Meeting setup

Date: 22.01.2007
Time: 09.00 Norw. time
Place: Where we are
Tools: SubEthaEdit, iChat

Agenda

Opening, agenda review
Reviewing the task list from last week
Documentation - divvun.no
Corpus gathering
Corpus infrastructure
Infrastructure
Linguistics
name lexicon infrastructure
Spellers
Other issues
Summary, task lists
Closing

1. Opening, agenda review, participants

Opened at 9:39.

Present: Børre, Maaren, Sjur, Steinar, Thomas, Tomi, Trond

Absent: Saara

Agenda accepted as is.

2. Updated task status since last meeting

Børre

continue work on script for automatic testing of the spell checker in Word
- not done
fix sme texts in corpus this month
- not done
find missing nob parallel texts in corpus
- not done
translate Windows installer text to sme and smj
- some done
work on the Polderland data generation (PLX format conversion)
- Concentrate on compounding
go through other directories, fix parallelity information for other documents
- not done
add sma texts to the corpus repository
- not done
fix bugs!
- not done
other:
- fixed giellatekno.uit.no forrest. It had a strange bug which led to circular building.

Maaren

tasks according to Thomas **done some

Saara

fix sme texts in corpus this month
- fixed handling of msword document arrays.
send aligned, xml nob texts to Kristen
- will be done finally today.
fix problems with xml2lexc if needed
fix bugs!
- fixed couple of preprocessor bugs.

Sjur

name lexicon:
- restructure interface code for easier maintenance, coding and use
  - some work, found a recently introduced bug in Forrest’s handling of HTML source files (fixed and commited)
- refactor the rest of the SD-terms editor code
- implement missing propnouns editing functions
- implement improvements decided upon in Tromsø
hire linguist and programmer
- contacted one more candidate for the linguist position; started writing specification for the programmer position
get an Intel Mac for testing Windows spellers
- gave spec to Børre - asked him to do the order
publish corpus contracts and project infra on NoDaLi-sta
- wrote most of the e-mail for the announcement, but found a couple of loose ends in our infra, that needs to be tied up
fix stuorra-oslolaš lower case o
fix bugs!
other tasks:
- Polderland follow-ups
- several requests to get clarification on Microsoft Sámi language codes in MS Office / Mac (2004 & 2008)

Steinar

Complete the semantic sets in sme-dis.rle
- done some work
missing lists
- done some work
report conversion errors to Saara
- not done
Look at the actio compound issue when adding from missing lists
- not done
Go through the Num bugs
- not done
fix bugs!
- not done

Thomas

refine smj proper noun lexica, cf. the propernoun-smj-lex.txt
- not this week
work with compounding
- worked
translate Windows installer to sme and smj
- finished with smj, don’t want to think about sme
lexicalise actio compounds
- not worked personally
Lack of lowering before hyphen: Twol rewrite.
- not done
Go through the Num bugs
- not done
fix stuorra-oslolaš lower case o
- not done
include basic numbers in the non-recursive transducers
- done
implement discontinous case inflection for numbers
- not done
produce correct number base forms in the analyzer
- not done
fix bugs!
- not any bugs this week

Tomi

add compound stems to the PLX generation
- done (probably not finished yet)
add closed POS and clitics to PLX generation
- done with help from Børre
add derivations to the PLX generation
- not done
fix bugs!

Trond

update the smj proper noun lexicon, and refine the morphological analysis, cf. the propernoun-smj-lex.txt (not this week)
- No.
fix sme texts in corpus this month
find missing nob parallel texts in corpus, go through Saara’s list
- Not done.
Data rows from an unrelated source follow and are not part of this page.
use async_trait::async_trait;
use futures::{stream::BoxStream, SinkExt, StreamExt};
use shared::protocol::{ClientFrame, ServerEvent};
use tokio_tungstenite::{connect_async, tungstenite, tungstenite::Message};
use tracing::warn;

use crate::error::{ConnectFailure, TransportError};

/// Inbound half of a live channel. Ends when the server closes the channel;
/// yields an error on transport failure.
pub type EventStream = BoxStream<'static, Result<ServerEvent, TransportError>>;

/// Outbound half of a live channel.
#[async_trait]
pub trait FrameSink: Send {
    async fn send(&mut self, frame: ClientFrame) -> Result<(), TransportError>;
}

/// A freshly established bidirectional channel to the messaging server.
pub struct TransportChannel {
    pub sink: Box<dyn FrameSink>,
    pub events: EventStream,
}

/// Factory for live channels. One `connect` call per attempt; the reconnect
/// state machine lives in `ConnectionManager`, not here.
#[async_trait]
pub trait Transport: Send + Sync {
    async fn connect(&self, auth_token: &str) -> Result<TransportChannel, ConnectFailure>;
}

/// Websocket transport against the messaging server's `/ws` endpoint.
pub struct WsTransport {
    server_url: String,
}

impl WsTransport {
    pub fn new(server_url: impl Into<String>) -> Self {
        Self {
            server_url: server_url.into(),
        }
    }
}

#[async_trait]
impl Transport for WsTransport {
    async fn connect(&self, auth_token: &str) -> Result<TransportChannel, ConnectFailure> {
        let ws_url = derive_ws_url(&self.server_url)?;
        let ws_url = format!("{ws_url}/ws?token={auth_token}");
        let (ws_stream, _) = connect_async(&ws_url).await.map_err(map_connect_error)?;
        let (writer, reader) = ws_stream.split();

        let events = reader
            .filter_map(|msg| async move {
                match msg {
                    Ok(Message::Text(text)) => match serde_json::from_str::<ServerEvent>(&text) {
                        Ok(event) => Some(Ok(event)),
                        Err(err) => {
                            warn!(%err, "dropping undecodable server event");
                            None
                        }
                    },
                    // Graceful close ends the stream; the state machine treats
                    // that the same as any other channel loss.
                    Ok(Message::Close(_)) => None,
                    Ok(_) => None,
                    Err(err) => Some(Err(TransportError(format!(
                        "websocket receive failed: {err}"
                    )))),
                }
            })
            .boxed();

        Ok(TransportChannel {
            sink: Box::new(WsFrameSink { writer }),
            events,
        })
    }
}

struct WsFrameSink {
    writer: futures::stream::SplitSink<
        tokio_tungstenite::WebSocketStream<
            tokio_tungstenite::MaybeTlsStream<tokio::net::TcpStream>,
        >,
        Message,
    >,
}

#[async_trait]
impl FrameSink for WsFrameSink {
    async fn send(&mut self, frame: ClientFrame) -> Result<(), TransportError> {
        let text = serde_json::to_string(&frame)
            .map_err(|err| TransportError(format!("failed to encode frame: {err}")))?;
        self.writer
            .send(Message::Text(text))
            .await
            .map_err(|err| TransportError(format!("websocket send failed: {err}")))
    }
}

fn derive_ws_url(server_url: &str) -> Result<String, TransportError> {
    if let Some(rest) = server_url.strip_prefix("https://") {
        Ok(format!("wss://{rest}"))
    } else if let Some(rest) = server_url.strip_prefix("http://") {
        Ok(format!("ws://{rest}"))
    } else {
        Err(TransportError(
            "server_url must start with http:// or https://".into(),
        ))
    }
}

fn map_connect_error(err: tungstenite::Error) -> ConnectFailure {
    match err {
        tungstenite::Error::Http(response)
            if matches!(response.status().as_u16(), 401 | 403) =>
        {
            ConnectFailure::AuthRejected(format!("server returned {}", response.status()))
        }
        other => ConnectFailure::Transport(TransportError(other.to_string())),
    }
}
Discussed the issue with Børre, but no.
report conversion errors to Saara
- Done some, but she is so efficient, it is hard to find errors before she has fixed them
Write twol rules for sme, smj on hyphen-triggered lowering with Thomas
- Done.
Go through the Num bugs
- Some
Make numeral testbed
- Some
Get input on sma hyphenations
- Sent query, still no answer.
include numbers in the non-recursive transducers for sme, smj
- Work underway, but the automaton may be circular.
implement discontinous case inflection for numbers
- Started thinking, nothing done.
produce correct base forms in the analyzer
fix bugs!.

3. Documentation

Missing documentation on corpus access: no link to unrestricted part of corpus for download, and no page describing how to apply for access to the corpus.

TODO:

write form to request corpus user account (Børre, Sjur, Trond)
document how to apply for access to closed corpus, and details on the corpus and its use in general (Børre, Sjur, Trond)
add short description on our front page on anonymous cvs and corpus access, with links to relevant documentation (Børre)

4. Corpus gathering

Børre had a short look at the new sma files. Nothing else happened.

TODO:

sme texts: no new additions, fix corpus errors during this month (Børre, Trond, Saara)
missing nob parallel texts should be added if such holes are found (Børre, Trond)
Go through the list of missing or errouneous nob texts, based upon Saara’s perfect list (Børre, Trond)
add sma texts to the corpus repository (Børre)

5. Corpus infrastructure

Alignment

TODO:

go through other directories, fix parallellity information for other documents (Børre)
- not done
when aligned, send aligned, xml nob texts to Kristin (Saara)
- almost ready

Conversion issues

Character encoding errors are vanishing, thanks to Saara. What is left as an annoying problem is the pdf cutting of wordforms.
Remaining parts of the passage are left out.